И Сергей бросился в другую комнату, туда, к отцу, которого торопил, подхлестывал этот чужой голос. Отец не спеша одевался, но никогда так неловко, угловато не двигались его локти, его руки искали и сомневались, словно бы вспоминали те движения, которые нужны были, когда человек одевается. И то, что он стал повязывать галстук, как всегда, задрав подбородок, опустив веки, — и этот задранный подбородок, "опущенные веки"
бросились в глаза Сергея своей жалкой, унижающей ненужностью. И его снежно-седые виски, крепко сжатые губы, небритые щеки показались Сергею такими родными.
— Отец…
— Что, сын? — спросил отец, и непонятно затеплились его глаза. И повторил: — Что, сын?"
Случилось это осенью 1949 года. Как известно, беда не приходит одна. Незадолго до этого трагически погиб младший брат Бондарева — двенадцатилетний Женя. Играли в футбол, и мяч выкатился на мостовую. Мальчуган хотел подобрать, но угодил под колеса. Гибель брата особенно пагубно отразилась на здоровье матери. Она умерла в 78 лет. Отец прожил 92 года. Вернулся из лагеря спустя пять лет — уже после смерти Сталина.

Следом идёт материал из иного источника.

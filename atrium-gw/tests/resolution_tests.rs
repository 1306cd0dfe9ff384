//! Integration tests for page resolution and fallback behavior
//!
//! The WordPress base URL points at an unreachable port, so every live fetch
//! degrades to empty and the pipeline must serve built-in defaults and
//! fallback datasets instead of erroring.

use axum::{
    body::Body,
    http::{Request, StatusCode},
};
use serde_json::Value;
use tower::util::ServiceExt;

use atrium_common::cache::page_key;
use atrium_common::config::Config;
use atrium_gw::{build_router, fallback, AppState};

fn setup_state() -> AppState {
    AppState::new(Config {
        wordpress_api_url: "http://127.0.0.1:9".to_string(),
        revalidation_secret: Some("unused".to_string()),
        resend_api_key: None,
        contact_from: "Test <noreply@test.example>".to_string(),
        contact_to: "inbox@test.example".to_string(),
        bind_addr: "127.0.0.1:0".to_string(),
    })
}

async fn get_json(state: &AppState, uri: &str) -> (StatusCode, Value) {
    let app = build_router(state.clone());
    let request = Request::builder()
        .method("GET")
        .uri(uri)
        .body(Body::empty())
        .unwrap();
    let response = app.oneshot(request).await.unwrap();
    let status = response.status();
    let bytes = axum::body::to_bytes(response.into_body(), usize::MAX)
        .await
        .unwrap();
    let body = serde_json::from_slice(&bytes).unwrap_or(Value::Null);
    (status, body)
}

#[tokio::test]
async fn blog_index_substitutes_fallback_dataset_wholesale() {
    let state = setup_state();
    let (status, body) = get_json(&state, "/api/pages/blog").await;

    assert_eq!(status, StatusCode::OK);
    let expected = serde_json::to_value(&*fallback::POSTS).unwrap();
    assert_eq!(body["posts"], expected);
}

#[tokio::test]
async fn home_page_renders_defaults_when_cms_is_down() {
    let state = setup_state();
    let (status, body) = get_json(&state, "/api/pages/home").await;

    assert_eq!(status, StatusCode::OK);
    // Built-in hero defaults, never null/missing required fields
    assert!(body["hero"]["headline"].is_string());
    assert!(!body["hero"]["headline"].as_str().unwrap().is_empty());
    assert_eq!(body["hero"]["cta_link"], "/contact");
    // Fallback products substituted; non-editorial sections render empty
    let expected = serde_json::to_value(&*fallback::PRODUCTS).unwrap();
    assert_eq!(body["products"], expected);
    assert_eq!(body["stats"], serde_json::json!([]));
    assert_eq!(body["faq"], serde_json::json!([]));
}

#[tokio::test]
async fn every_index_page_resolves_without_the_cms() {
    let state = setup_state();
    for slug in [
        "home",
        "about",
        "services",
        "solutions",
        "products",
        "industries",
        "blog",
        "careers",
        "contact",
    ] {
        let (status, body) = get_json(&state, &format!("/api/pages/{slug}")).await;
        assert_eq!(status, StatusCode::OK, "page {slug}");
        assert!(body.is_object(), "page {slug}");
    }
}

#[tokio::test]
async fn unknown_page_slug_is_not_found() {
    let state = setup_state();
    let (status, body) = get_json(&state, "/api/pages/pricing").await;

    assert_eq!(status, StatusCode::NOT_FOUND);
    assert_eq!(body["error"], "Not found");
}

#[tokio::test]
async fn blog_detail_falls_back_by_slug() {
    let state = setup_state();
    let (status, body) = get_json(&state, "/api/blog/choosing-a-headless-cms").await;

    assert_eq!(status, StatusCode::OK);
    assert_eq!(
        body["title"],
        "Choosing a Headless CMS Without Regretting It"
    );
    // Body is pass-through rich text
    assert!(body["content"].as_str().unwrap().contains("<p>"));
}

#[tokio::test]
async fn blog_detail_unknown_slug_is_not_found() {
    let state = setup_state();
    let (status, _) = get_json(&state, "/api/blog/this-post-does-not-exist").await;
    assert_eq!(status, StatusCode::NOT_FOUND);
}

#[tokio::test]
async fn catalog_detail_falls_back_by_slug() {
    let state = setup_state();

    let (status, body) = get_json(&state, "/api/products/atrium-insight").await;
    assert_eq!(status, StatusCode::OK);
    assert_eq!(body["title"], "Atrium Insight");

    let (status, _) = get_json(&state, "/api/services/cloud-migration").await;
    assert_eq!(status, StatusCode::OK);

    let (status, _) = get_json(&state, "/api/industries/nonexistent").await;
    assert_eq!(status, StatusCode::NOT_FOUND);
}

#[tokio::test]
async fn resolved_pages_are_cached_under_their_path() {
    let state = setup_state();
    assert!(state.cache.get(&page_key("/blog")).is_none());

    let (status, first) = get_json(&state, "/api/pages/blog").await;
    assert_eq!(status, StatusCode::OK);
    assert!(state.cache.get(&page_key("/blog")).is_some());

    // Second request is served from the page cache and identical
    let (_, second) = get_json(&state, "/api/pages/blog").await;
    assert_eq!(first, second);
}

#[tokio::test]
async fn not_found_results_are_not_cached() {
    let state = setup_state();
    let (status, _) = get_json(&state, "/api/blog/missing-post").await;
    assert_eq!(status, StatusCode::NOT_FOUND);
    assert!(state.cache.get(&page_key("/blog/missing-post")).is_none());
}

Судя по романам, писатель не раз переосмысливал свои отношения с отцом. Жалел, что был резок. Читаю в романе "Тишина": "…Он часто ловил себя на фальшиво-фамильярной интонации в разговоре с отцом, которая не позволяла назвать его ни "отцом", ни "папой", создавала некоторую натянутость в их взаимоотношениях, заметную обоим.
Отец смущенно бросил галошу к двери, сел на стул, на спинке которого висел пиджак Сергея, протер, повертел в пальцах очки. Густая серебристость светилась в его волосах; и было почему-то нечто жалкое в том, как он протирал и вертел очки, в том, что его вылинявшая, довоенная пижама была не застегнута, открывала неширокую грудь, поросшую седым волосом".